Saved entries
________________

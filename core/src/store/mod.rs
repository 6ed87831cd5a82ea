//! SQLite persistence layer.
//!
//! RULE: Only the store talks to the database.
//! Scoring components receive plain values and never execute SQL.

use crate::error::{ScoreError, ScoreResult};
use chrono::{DateTime, NaiveDateTime, TimeZone, Utc};
use rusqlite::Connection;
use serde::Serialize;

mod filings;
mod queries;
mod scoring;

pub use filings::NewAlert;
pub use queries::{FeatureSnapshotRow, RiskHistoryQuery, RiskScorePage, RiskScoreQuery, RiskScoreRow};

/// Canonical text format for stored timestamps (matches SQLite `datetime()`).
pub const TIMESTAMP_FORMAT: &str = "%Y-%m-%d %H:%M:%S";

pub struct RiskStore {
    conn: Connection,
}

impl RiskStore {
    pub fn open(path: &str) -> ScoreResult<Self> {
        let conn = Connection::open_with_flags(
            path,
            rusqlite::OpenFlags::SQLITE_OPEN_READ_WRITE
                | rusqlite::OpenFlags::SQLITE_OPEN_CREATE
                | rusqlite::OpenFlags::SQLITE_OPEN_URI,
        )?;
        // WAL mode only for real files (:memory: ignores it).
        let _ = conn.execute_batch("PRAGMA journal_mode=WAL;");
        conn.execute_batch("PRAGMA foreign_keys=ON;")?;
        log::debug!("Opened risk store at {path}");
        Ok(Self { conn })
    }

    /// Open an in-memory database (used in tests).
    pub fn in_memory() -> ScoreResult<Self> {
        let conn = Connection::open_in_memory()?;
        conn.execute_batch("PRAGMA foreign_keys=ON;")?;
        Ok(Self { conn })
    }

    /// Apply all schema migrations in order.
    pub fn migrate(&self) -> ScoreResult<()> {
        self.conn
            .execute_batch(include_str!("../../../migrations/001_foundation.sql"))?;
        Ok(())
    }

    /// Run `f` inside a single transaction.
    /// Commits when `f` succeeds; any error rolls back every write it made.
    pub fn in_transaction<T>(&self, f: impl FnOnce(&Self) -> ScoreResult<T>) -> ScoreResult<T> {
        let tx = self.conn.unchecked_transaction()?;
        let out = f(self)?;
        tx.commit()?;
        Ok(out)
    }
}

/// Parse a stored timestamp. Naive values are taken as UTC.
pub fn parse_timestamp(value: &str) -> ScoreResult<DateTime<Utc>> {
    let text = value.trim();
    if let Ok(dt) = DateTime::parse_from_rfc3339(text) {
        return Ok(dt.with_timezone(&Utc));
    }
    for fmt in ["%Y-%m-%d %H:%M:%S%.f%:z", "%Y-%m-%dT%H:%M:%S%.f%:z"] {
        if let Ok(dt) = DateTime::parse_from_str(text, fmt) {
            return Ok(dt.with_timezone(&Utc));
        }
    }
    for fmt in ["%Y-%m-%d %H:%M:%S%.f", "%Y-%m-%dT%H:%M:%S%.f"] {
        if let Ok(naive) = NaiveDateTime::parse_from_str(text, fmt) {
            return Ok(Utc.from_utc_datetime(&naive));
        }
    }
    Err(ScoreError::InvalidTimestamp { value: value.to_string() })
}

/// Encode a value for a TEXT json column.
fn to_json_text<T: Serialize>(value: &T) -> ScoreResult<String> {
    Ok(serde_json::to_string(value)?)
}

#[cfg(test)]
mod tests {
    use super::*;
    use chrono::Timelike;

    #[test]
    fn parses_sqlite_and_iso_timestamps() {
        let a = parse_timestamp("2026-02-22 10:00:00").unwrap();
        let b = parse_timestamp("2026-02-22T10:00:00").unwrap();
        let c = parse_timestamp("2026-02-22T10:00:00Z").unwrap();
        let d = parse_timestamp("2026-02-22T12:00:00+02:00").unwrap();
        assert_eq!(a, b);
        assert_eq!(a, c);
        assert_eq!(a, d);
        assert_eq!(a.hour(), 10);
        assert!(parse_timestamp("2026-02-22 10:00:00.250").is_ok());
    }

    #[test]
    fn rejects_garbage_timestamps() {
        assert!(matches!(
            parse_timestamp("yesterday"),
            Err(ScoreError::InvalidTimestamp { .. })
        ));
    }

    #[test]
    fn migrate_is_idempotent() {
        let store = RiskStore::in_memory().unwrap();
        store.migrate().unwrap();
        store.migrate().unwrap();
    }
}
//! Read-side queries over stored risk scores: ranked listings, per-issuer
//! history, and evidence lookups.

use chrono::{Duration, NaiveDate};
use sec_risk_core::{
    config::ScoringConfig,
    store::{NewAlert, RiskHistoryQuery, RiskScoreQuery, RiskStore},
    ScoringEngine,
};

fn day(d: u32) -> NaiveDate {
    NaiveDate::from_ymd_opt(2026, 2, d).unwrap()
}

fn build() -> ScoringEngine {
    let _ = env_logger::builder().is_test(true).try_init();
    let store = RiskStore::in_memory().expect("in-memory store");
    store.migrate().expect("migration");
    ScoringEngine::new(ScoringConfig::default(), store).expect("engine")
}

fn seed(engine: &ScoringEngine) {
    let store = &engine.store;
    store.upsert_company(1001, Some("High Risk Inc"), Some("HRI"), Some("Tech")).unwrap();
    store.upsert_company(1002, Some("Moderate Co"), Some("MOD"), Some("Industrials")).unwrap();
    store.upsert_company(1003, Some("Quiet Corp"), Some("QUI"), Some("Utilities")).unwrap();

    for (accession, cik, code, severity, on) in [
        ("acc-1001-a", 1001, "NT_FILING", 0.9, day(20)),
        ("acc-1001-b", 1001, "8K_SPIKE", 0.8, day(21)),
        ("acc-1002-a", 1002, "FRIDAY_BURYING", 0.65, day(20) - Duration::days(30)),
    ] {
        let at = on.and_hms_opt(16, 30, 0).unwrap().and_utc();
        store
            .insert_filing(accession, cik, "8-K", &at.to_rfc3339(), &on.to_string())
            .unwrap();
        store
            .insert_alert(&NewAlert::new(accession, code, severity).at(at))
            .unwrap();
    }

    engine.run(Some("2026-02-21")).expect("run 21st");
    engine.run(Some("2026-02-23")).expect("run 23rd");
}

/// Without a date the listing resolves to the newest scored date.
#[test]
fn top_scores_default_to_latest_date() {
    let engine = build();
    seed(&engine);

    let page = engine.store.top_risk_scores(&RiskScoreQuery::default()).unwrap();
    assert_eq!(page.as_of_date.as_deref(), Some("2026-02-23"));
    assert_eq!(page.total, 3);
    assert_eq!(page.items.len(), 3);
    assert_eq!(page.items[0].cik, 1001);
    assert_eq!(page.items[0].company_ticker.as_deref(), Some("HRI"));
    let ranks: Vec<_> = page.items.iter().map(|r| r.risk_rank.unwrap()).collect();
    assert_eq!(ranks, vec![1, 2, 3]);
}

/// min_score filters rows and the total; limit/offset page through them.
#[test]
fn top_scores_filter_and_page() {
    let engine = build();
    seed(&engine);

    let page = engine
        .store
        .top_risk_scores(&RiskScoreQuery {
            as_of_date: Some(day(23)),
            min_score: Some(0.0001),
            ..RiskScoreQuery::default()
        })
        .unwrap();
    assert_eq!(page.total, 2);
    assert!(page.items.iter().all(|r| r.cik != 1003));

    let page = engine
        .store
        .top_risk_scores(&RiskScoreQuery {
            as_of_date: Some(day(23)),
            limit: 1,
            offset: 1,
            ..RiskScoreQuery::default()
        })
        .unwrap();
    assert_eq!(page.total, 3);
    assert_eq!(page.items.len(), 1);
    assert_eq!(page.items[0].cik, 1002);
}

/// Unknown model versions and empty stores produce an empty page.
#[test]
fn top_scores_empty_cases() {
    let engine = build();
    let page = engine.store.top_risk_scores(&RiskScoreQuery::default()).unwrap();
    assert_eq!(page.total, 0);
    assert_eq!(page.as_of_date, None);

    seed(&engine);
    let page = engine
        .store
        .top_risk_scores(&RiskScoreQuery {
            model_version: Some("v0_missing".into()),
            ..RiskScoreQuery::default()
        })
        .unwrap();
    assert!(page.items.is_empty());
    assert_eq!(page.model_version.as_deref(), Some("v0_missing"));
}

/// History lists one row per scored date, newest first, within the bounds.
#[test]
fn history_is_newest_first() {
    let engine = build();
    seed(&engine);

    let rows = engine
        .store
        .risk_score_history(&RiskHistoryQuery::for_issuer(1001))
        .unwrap();
    let dates: Vec<_> = rows.iter().map(|r| r.as_of_date.as_str()).collect();
    assert_eq!(dates, vec!["2026-02-23", "2026-02-21"]);

    let rows = engine
        .store
        .risk_score_history(&RiskHistoryQuery {
            date_from: Some(day(22)),
            ..RiskHistoryQuery::for_issuer(1001)
        })
        .unwrap();
    assert_eq!(rows.len(), 1);

    let rows = engine
        .store
        .risk_score_history(&RiskHistoryQuery::for_issuer(4242))
        .unwrap();
    assert!(rows.is_empty());
}

/// Scores decay between runs as the same alerts age.
#[test]
fn older_alerts_score_lower_on_later_dates() {
    let engine = build();
    seed(&engine);

    let rows = engine
        .store
        .risk_score_history(&RiskHistoryQuery::for_issuer(1001))
        .unwrap();
    assert!(rows[0].risk_score < rows[1].risk_score);
}

/// Explanations return the stored evidence blob for a date or the latest one.
#[test]
fn explanation_returns_evidence() {
    let engine = build();
    seed(&engine);

    let latest = engine
        .store
        .risk_explanation(1001, None, None)
        .unwrap()
        .expect("score exists");
    assert_eq!(latest.as_of_date, "2026-02-23");
    assert_eq!(latest.evidence["as_of_date"], "2026-02-23");
    assert_eq!(latest.evidence["lookback_windows_days"], serde_json::json!([30, 90]));

    let earlier = engine
        .store
        .risk_explanation(1001, Some(day(21)), Some("v1_alert_composite"))
        .unwrap()
        .expect("score exists");
    assert_eq!(earlier.as_of_date, "2026-02-21");

    assert!(engine.store.risk_explanation(1001, Some(day(1)), None).unwrap().is_none());
    assert!(engine.store.risk_explanation(4242, None, None).unwrap().is_none());
    assert!(engine.store.company_exists(1001).unwrap());
    assert!(!engine.store.company_exists(4242).unwrap());
}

________________

◆ **Exercise description**
Go through the entries above and report every line in which the word "migrations" appears.

◆ **Final answer**
    /// Apply all schema migrations in order.
            .execute_batch(include_str!("../../../migrations/001_foundation.sql"))?;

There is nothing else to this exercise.